As modern problems of the 21st century increasingly prove to require modern solutions, researchers are looking to nature for such answers. One way the natural world inspires the technology of tomorrow is through the creation of biomimicry robots, which are artificial forms of life modelled after the biology of living creatures. A research team led by Robert Wood at Harvard’s Wyss Institute for biologically inspired engineering has created such a bio-bot with the development of the RoboBee. The RoboBee is an autonomously flying microrobot developed in 2013 and is based on the skeletal structure and behaviour of bees.

Weighing less than one-tenth of a gram and standing at only half the size of a paper clip, the RoboBee harbours artificial soft muscles and smart sensors mimicking the eyes and antennae of a bee. The RoboBee can ‘perch’ on surfaces with static electricity, swim underwater and transition quickly to flying, as well as contract their ‘muscles’ with voltage shocks. To top off the Robobee’s impressive list of accomplishments, it is also ‘accident-proof‘. Due to these unique functional capabilities for a robot of its size, the RoboBee is intended to be deployed where humans and other robots can’t reach and where they cannot perform tasks with ease and accuracy.

Aiming to create micro-aerial vehicles capable of autonomous functioning and co-ordinated behaviour of swarm intelligence, the RoboBee followed a threefold development process focusing on the Body, the Brain and the Colony. The Body involves creating a bot capable of autonomous flight under a single, unified power source directive. The Brain refers to the integration of sensors and electronics that make up the biomimicry components of the bot, with the Colony centred around behaviour coordination amongst the swarm of the RoboBees.

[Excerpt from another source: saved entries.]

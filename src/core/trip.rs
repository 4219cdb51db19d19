use serde::{Deserialize, Serialize};
use chrono::{DateTime, Utc};

use crate::core::TripId;

/// Lifecycle status of a trip as reported by the backend
#[derive(Debug, Clone, Copy, PartialEq, Eq, Serialize, Deserialize)]
#[serde(rename_all = "snake_case")]
pub enum TripStatus {
    Scheduled,
    InProgress,
    Completed,
    Cancelled,
}

/// Summary record for a single vehicle journey
#[derive(Debug, Clone, Serialize, Deserialize)]
pub struct Trip {
    pub id: TripId,

    /// Display name of the assigned driver
    pub driver_name: String,

    /// Registration plate of the assigned vehicle
    pub vehicle_registration: String,

    pub status: TripStatus,

    pub created_at: DateTime<Utc>,
}

impl Trip {
    /// Whether the trip currently has a live position feed worth tracking
    pub fn is_trackable(&self) -> bool {
        self.status == TripStatus::InProgress
    }
}
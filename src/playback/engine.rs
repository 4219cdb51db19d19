use crate::core::TrackedPosition;
use crate::playback::{PlaybackError, PlaybackState};

/// Playback engine for a trip's recorded route
///
/// Owns an immutable, ordered sequence of position samples and a cursor
/// into it. The cursor only ever moves forward, one sample per tick, and
/// holds at the last sample once the route is exhausted.
pub struct PlaybackEngine {
    route: Vec<TrackedPosition>,
    current_position: usize,
    state: PlaybackState,
}

impl PlaybackEngine {
    /// Create an engine with the cursor at the first position.
    ///
    /// An empty route is a configuration error; there is nothing to play.
    pub fn new(route: Vec<TrackedPosition>) -> Result<Self, PlaybackError> {
        if route.is_empty() {
            return Err(PlaybackError::EmptyRoute);
        }

        let state = if route.len() == 1 {
            PlaybackState::Finished
        } else {
            PlaybackState::Playing
        };

        Ok(Self {
            route,
            current_position: 0,
            state,
        })
    }

    /// Get current cursor position (index into the route)
    pub fn position(&self) -> usize {
        self.current_position
    }

    /// Get total number of positions in the route
    pub fn total_positions(&self) -> usize {
        self.route.len()
    }

    /// Get current playback state
    pub fn state(&self) -> PlaybackState {
        self.state
    }

    /// Check if the cursor holds at the final position
    pub fn is_finished(&self) -> bool {
        self.state == PlaybackState::Finished
    }

    /// Get the position sample under the cursor
    ///
    /// Always defined: the route is non-empty and the cursor never leaves it.
    pub fn current(&self) -> &TrackedPosition {
        &self.route[self.current_position]
    }

    /// Advance the cursor by one position.
    ///
    /// Returns `true` if the cursor moved. Once the last position is
    /// reached, further ticks are no-ops and return `false`.
    pub fn tick(&mut self) -> bool {
        if self.state == PlaybackState::Finished {
            return false;
        }

        self.current_position += 1;
        if self.current_position + 1 >= self.route.len() {
            self.state = PlaybackState::Finished;
        }
        true
    }
}
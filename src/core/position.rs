use serde::{Deserialize, Serialize};
use chrono::{DateTime, Utc};

/// One location/status sample along a trip's path
#[derive(Debug, Clone, PartialEq, Serialize, Deserialize)]
pub struct TrackedPosition {
    /// Latitude in decimal degrees
    pub latitude: f64,

    /// Longitude in decimal degrees
    pub longitude: f64,

    /// Human-readable trip milestone ("Started", "Reached Hebbal", ...)
    pub status: String,

    /// When the sample was recorded, if the source provides it.
    /// Routes are meaningful by order alone, so this may be absent.
    #[serde(default, skip_serializing_if = "Option::is_none")]
    pub recorded_at: Option<DateTime<Utc>>,
}

impl TrackedPosition {
    /// Create an untimestamped position sample
    pub fn new(latitude: f64, longitude: f64, status: impl Into<String>) -> Self {
        Self {
            latitude,
            longitude,
            status: status.into(),
            recorded_at: None,
        }
    }

    /// Coordinates as a (latitude, longitude) pair
    pub fn coords(&self) -> (f64, f64) {
        (self.latitude, self.longitude)
    }
}

/// Identifier of a trip, as carried in the tracking view's query parameter
#[derive(Debug, Clone, PartialEq, Eq, Hash, Serialize, Deserialize)]
#[serde(transparent)]
pub struct TripId(pub String);

impl TripId {
    pub fn new(id: impl Into<String>) -> Self {
        Self(id.into())
    }

    pub fn as_str(&self) -> &str {
        &self.0
    }
}

impl std::fmt::Display for TripId {
    fn fmt(&self, f: &mut std::fmt::Formatter<'_>) -> std::fmt::Result {
        f.write_str(&self.0)
    }
}
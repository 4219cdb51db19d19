use crate::core::{TrackedPosition, TripId};
use crate::playback::{PlaybackEngine, PlaybackError};
use std::time::Duration;
use tokio::sync::{mpsc, watch};
use tracing::{debug, info};

/// Size of the update channel to the rendering surface
const UPDATE_CHANNEL_CAPACITY: usize = 16;

/// How the tracker paces cursor advances
#[derive(Debug, Clone)]
pub struct TrackerConfig {
    /// Fixed interval between ticks
    pub tick_interval: Duration,
}

impl Default for TrackerConfig {
    fn default() -> Self {
        Self {
            // The recorded console advanced the marker once per hour
            tick_interval: Duration::from_secs(3600),
        }
    }
}

/// Snapshot sent to the rendering surface on every cursor transition
#[derive(Debug, Clone, PartialEq)]
pub struct PositionUpdate {
    /// Cursor index into the route
    pub position: usize,
    /// Total number of positions in the route
    pub total: usize,
    pub latitude: f64,
    pub longitude: f64,
    /// Human-readable trip milestone
    pub status: String,
    /// Whether the cursor now holds at the final position
    pub finished: bool,
}

impl PositionUpdate {
    fn snapshot(engine: &PlaybackEngine) -> Self {
        let current: &TrackedPosition = engine.current();
        Self {
            position: engine.position(),
            total: engine.total_positions(),
            latitude: current.latitude,
            longitude: current.longitude,
            status: current.status.clone(),
            finished: engine.is_finished(),
        }
    }
}

/// Timer-driven playback session for one trip's tracking view
///
/// Owns a background task that advances a [`PlaybackEngine`] at a fixed
/// interval and sends one [`PositionUpdate`] per transition, plus an
/// initial snapshot at index 0. The handle is scoped to the view: call
/// [`stop`](TripTracker::stop) when the view is dismissed and no further
/// updates will be delivered. Dropping the receiver ends the task too.
pub struct TripTracker {
    trip_id: TripId,
    stop_tx: watch::Sender<bool>,
}

impl TripTracker {
    /// Start a playback session over `route`.
    ///
    /// Fails if the route is empty. Otherwise the returned receiver yields
    /// the initial snapshot immediately, then one update per tick until
    /// the route is exhausted or the session is stopped.
    pub fn start(
        trip_id: TripId,
        route: Vec<TrackedPosition>,
        config: TrackerConfig,
    ) -> Result<(Self, mpsc::Receiver<PositionUpdate>), PlaybackError> {
        let mut engine = PlaybackEngine::new(route)?;
        let (update_tx, update_rx) = mpsc::channel(UPDATE_CHANNEL_CAPACITY);
        let (stop_tx, mut stop_rx) = watch::channel(false);

        info!(
            trip = %trip_id,
            positions = engine.total_positions(),
            interval_secs = config.tick_interval.as_secs(),
            "starting trip playback"
        );

        let task_trip_id = trip_id.clone();
        tokio::spawn(async move {
            // Initial snapshot so the view can render before the first tick
            if update_tx.send(PositionUpdate::snapshot(&engine)).await.is_err() {
                return;
            }

            let mut interval = tokio::time::interval(config.tick_interval);
            // The first interval tick completes immediately; consume it so
            // ticks land one full interval apart.
            interval.tick().await;

            while !engine.is_finished() {
                // Stop wins over a due tick so no update slips out after
                // the view has been dismissed.
                tokio::select! {
                    biased;

                    changed = stop_rx.changed() => {
                        if changed.is_err() || *stop_rx.borrow() {
                            debug!(trip = %task_trip_id, "playback stopped");
                            break;
                        }
                    }
                    _ = interval.tick() => {
                        if !engine.tick() {
                            break;
                        }
                        debug!(
                            trip = %task_trip_id,
                            position = engine.position(),
                            status = %engine.current().status,
                            "cursor advanced"
                        );
                        if update_tx.send(PositionUpdate::snapshot(&engine)).await.is_err() {
                            break;
                        }
                    }
                }
            }

            info!(trip = %task_trip_id, "trip playback ended");
        });

        Ok((Self { trip_id, stop_tx }, update_rx))
    }

    /// The trip this session is tracking
    pub fn trip_id(&self) -> &TripId {
        &self.trip_id
    }

    /// Stop the session. No further updates are delivered after this
    /// returns; the hold at the final position is preserved by whoever
    /// consumed the last update.
    pub fn stop(&self) {
        let _ = self.stop_tx.send(true);
    }
}

#[cfg(test)]
mod tests {
    use super::*;

    fn short_route() -> Vec<TrackedPosition> {
        vec![
            TrackedPosition::new(12.97, 77.59, "Started"),
            TrackedPosition::new(13.03, 77.59, "Hebbal"),
            TrackedPosition::new(13.08, 77.62, "Airport"),
        ]
    }

    fn fast_config() -> TrackerConfig {
        TrackerConfig {
            tick_interval: Duration::from_millis(5),
        }
    }

    #[tokio::test]
    async fn test_empty_route_fails_to_start() {
        let result = TripTracker::start(TripId::new("t1"), vec![], fast_config());
        assert!(matches!(result, Err(PlaybackError::EmptyRoute)));
    }

    #[tokio::test]
    async fn test_plays_route_to_completion() {
        let (_tracker, mut updates) =
            TripTracker::start(TripId::new("t1"), short_route(), fast_config()).unwrap();

        let mut seen = Vec::new();
        while let Some(update) = updates.recv().await {
            seen.push(update);
        }

        let statuses: Vec<&str> = seen.iter().map(|u| u.status.as_str()).collect();
        assert_eq!(statuses, vec!["Started", "Hebbal", "Airport"]);

        // Cursor advanced by exactly one per update, never skipping
        for (i, update) in seen.iter().enumerate() {
            assert_eq!(update.position, i);
            assert_eq!(update.total, 3);
        }
        assert!(seen.last().unwrap().finished);
    }

    #[tokio::test]
    async fn test_stop_delivers_no_further_updates() {
        let slow = TrackerConfig {
            tick_interval: Duration::from_secs(60),
        };
        let (tracker, mut updates) =
            TripTracker::start(TripId::new("t1"), short_route(), slow).unwrap();

        // Initial snapshot arrives before any tick
        let first = updates.recv().await.unwrap();
        assert_eq!(first.position, 0);
        assert_eq!(first.status, "Started");
        assert!(!first.finished);

        tracker.stop();

        // The task exits without sending anything else
        assert!(updates.recv().await.is_none());
    }

    #[tokio::test]
    async fn test_stop_preempts_pending_ticks() {
        // Interval far shorter than the time spent receiving, so ticks
        // are always pending alongside the stop signal
        let (tracker, mut updates) =
            TripTracker::start(TripId::new("t1"), short_route(), fast_config()).unwrap();

        tracker.stop();

        // The stop lands before the task observes any due tick, so only
        // the initial snapshot gets through
        let first = updates.recv().await.unwrap();
        assert_eq!(first.position, 0);
        assert!(updates.recv().await.is_none());
    }

    #[tokio::test]
    async fn test_single_position_route_sends_only_snapshot() {
        let route = vec![TrackedPosition::new(12.97, 77.59, "Depot")];
        let (_tracker, mut updates) =
            TripTracker::start(TripId::new("t1"), route, fast_config()).unwrap();

        let first = updates.recv().await.unwrap();
        assert_eq!(first.position, 0);
        assert!(first.finished);
        assert!(updates.recv().await.is_none());
    }
}
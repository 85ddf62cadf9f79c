//! Configuration ⇄ genome mapping.
//!
//! A genome has one [`Gene`] per parameter, in parameter-space order.
//! Categorical slots store the index of the chosen option; numeric slots
//! store the value itself, so decoding is exact.

use super::configuration::Configuration;
use super::domain::Domain;
use super::parameter_space::ParameterSpace;
use super::value::ParamValue;
use crate::error::{Result, SearchError};

/// One encoded parameter slot.
#[derive(Debug, Clone, PartialEq)]
pub enum Gene {
    /// Index into a categorical option list.
    Index(usize),
    Int(i64),
    Float(f64),
}

/// Positional encoding of a configuration.
pub type Genome = Vec<Gene>;

impl Domain {
    /// Encodes an in-domain value. Returns `None` for out-of-domain values.
    pub fn encode_value(&self, value: &ParamValue) -> Option<Gene> {
        if !self.contains(value) {
            return None;
        }
        match (self, value) {
            (Domain::Categorical(options), v) => options.iter().position(|o| o == v).map(Gene::Index),
            (Domain::IntRange { .. }, ParamValue::Int(v)) => Some(Gene::Int(*v)),
            (Domain::FloatRange { .. }, ParamValue::Float(v)) => Some(Gene::Float(*v)),
            _ => None,
        }
    }

    /// Decodes a gene. Returns `None` for wrong kinds or out-of-range slots.
    pub fn decode_gene(&self, gene: &Gene) -> Option<ParamValue> {
        let value = match (self, gene) {
            (Domain::Categorical(options), Gene::Index(i)) => options.get(*i)?.clone(),
            (Domain::IntRange { .. }, Gene::Int(v)) => ParamValue::Int(*v),
            (Domain::FloatRange { .. }, Gene::Float(v)) => ParamValue::Float(*v),
            _ => return None,
        };
        self.contains(&value).then_some(value)
    }
}

impl ParameterSpace {
    /// Encodes a configuration into a genome.
    ///
    /// Fails with [`SearchError::InvalidDomain`] if a parameter is missing,
    /// unknown, or out of its domain.
    pub fn encode(&self, config: &Configuration) -> Result<Genome> {
        self.validate(config)?;
        self.parameters()
            .map(|p| {
                let value = config
                    .get(&p.name)
                    .ok_or_else(|| SearchError::domain(&p.name, "missing from configuration"))?;
                p.domain
                    .encode_value(value)
                    .ok_or_else(|| SearchError::domain(&p.name, format!("value {value} out of domain")))
            })
            .collect()
    }

    /// Decodes a genome back into a configuration.
    ///
    /// Fails with [`SearchError::Decode`] on a slot-count mismatch, a gene
    /// of the wrong kind, or an out-of-range slot.
    pub fn decode(&self, genome: &[Gene]) -> Result<Configuration> {
        if genome.len() != self.len() {
            return Err(SearchError::decode(
                "<genome>",
                format!("expected {} slots, got {}", self.len(), genome.len()),
            ));
        }
        self.parameters()
            .zip(genome)
            .map(|(p, gene)| {
                p.domain
                    .decode_gene(gene)
                    .map(|v| (p.name.clone(), v))
                    .ok_or_else(|| SearchError::decode(&p.name, format!("{gene:?} not in {:?}", p.domain)))
            })
            .collect()
    }
}
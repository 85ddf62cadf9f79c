//! Fitness evaluation.
//!
//! The engine sees fitness only through [`FitnessFunction`]: a scalar where
//! greater is better. [`FitnessEvaluator`] is the cross-validated,
//! cached implementation used for hyperparameter search; plain closures
//! also implement the trait, which is convenient for synthetic objectives.

mod cache;
mod evaluator;

pub use cache::{CvOutcome, EvaluationCache};
pub use evaluator::FitnessEvaluator;

use crate::ga::GenerationStats;
use crate::space::Configuration;

#[cfg(feature = "serde")]
use serde::{Deserialize, Serialize};

/// Fitness assigned to configurations whose evaluation failed.
pub const WORST_FITNESS: f64 = f64::NEG_INFINITY;

/// Scores a configuration. Greater is better.
///
/// Implementations must not panic on bad configurations; return
/// [`WORST_FITNESS`] instead so the run can continue.
pub trait FitnessFunction: Sync {
    fn evaluate(&self, config: &Configuration) -> f64;

    /// Called after each generation has been evaluated.
    ///
    /// The default implementation is a no-op.
    fn on_generation(&self, _stats: &GenerationStats) {}
}

impl<F> FitnessFunction for F
where
    F: Fn(&Configuration) -> f64 + Sync,
{
    fn evaluate(&self, config: &Configuration) -> f64 {
        self(config)
    }
}

/// Whether the estimator's score grows or shrinks with quality.
#[derive(Debug, Clone, Copy, PartialEq, Eq, Default)]
#[cfg_attr(feature = "serde", derive(Serialize, Deserialize), serde(rename_all = "snake_case"))]
pub enum ScoreDirection {
    /// Higher scores are better (accuracy, R², …).
    #[default]
    Maximize,
    /// Lower scores are better (error metrics); the mean is negated.
    Minimize,
}

impl ScoreDirection {
    /// Maps a raw mean score onto the greater-is-better fitness scale.
    pub fn normalize(self, score: f64) -> f64 {
        match self {
            ScoreDirection::Maximize => score,
            ScoreDirection::Minimize => -score,
        }
    }
}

Heralded as the ‘future of civilian drones‘, the RoboBees have shown great potential in surveillance-based applications. However, surveillance need not be limited to civilian uses, as RoboBees are thought to be capable of a wide variety of ecological observation tasks, ranging from high-resolution weather tracking to climate monitoring. In addition, the RoboBee is hoped to be of use for the agricultural sector, especially in automated tasks such as crop pollination. Although typically performed by actual bees themselves, declines in their biological population call for alternatives to ensure the proper maintenance and growth of critical staple crops. With such a broad range of possible uses, the RoboBee highlights the ever-increasing feasibility of technology that seeks to innovate from sources that can be found right in our backyard.

References

Burrows, L. (2017, October 25). New RoboBee flies, dives, swims, and explodes out the of water. Retrieved from https://wyss.harvard.edu/news/new-robobee-flies-dives-swims-and-explodes-out-the-of-water/

Chen, Y., Wang, H., Helbling, E. F., Jafferis, N. T., Zufferey, R., Ong, A., . . . Wood, R. J. (2017). A biologically inspired, flapping-wing, hybrid aerial-aquatic microrobot. Science Robotics, 2(11). doi:10.1126/scirobotics.aao5619. Retrieved from https://robotics.sciencemag.org/content/2/11/eaao5619.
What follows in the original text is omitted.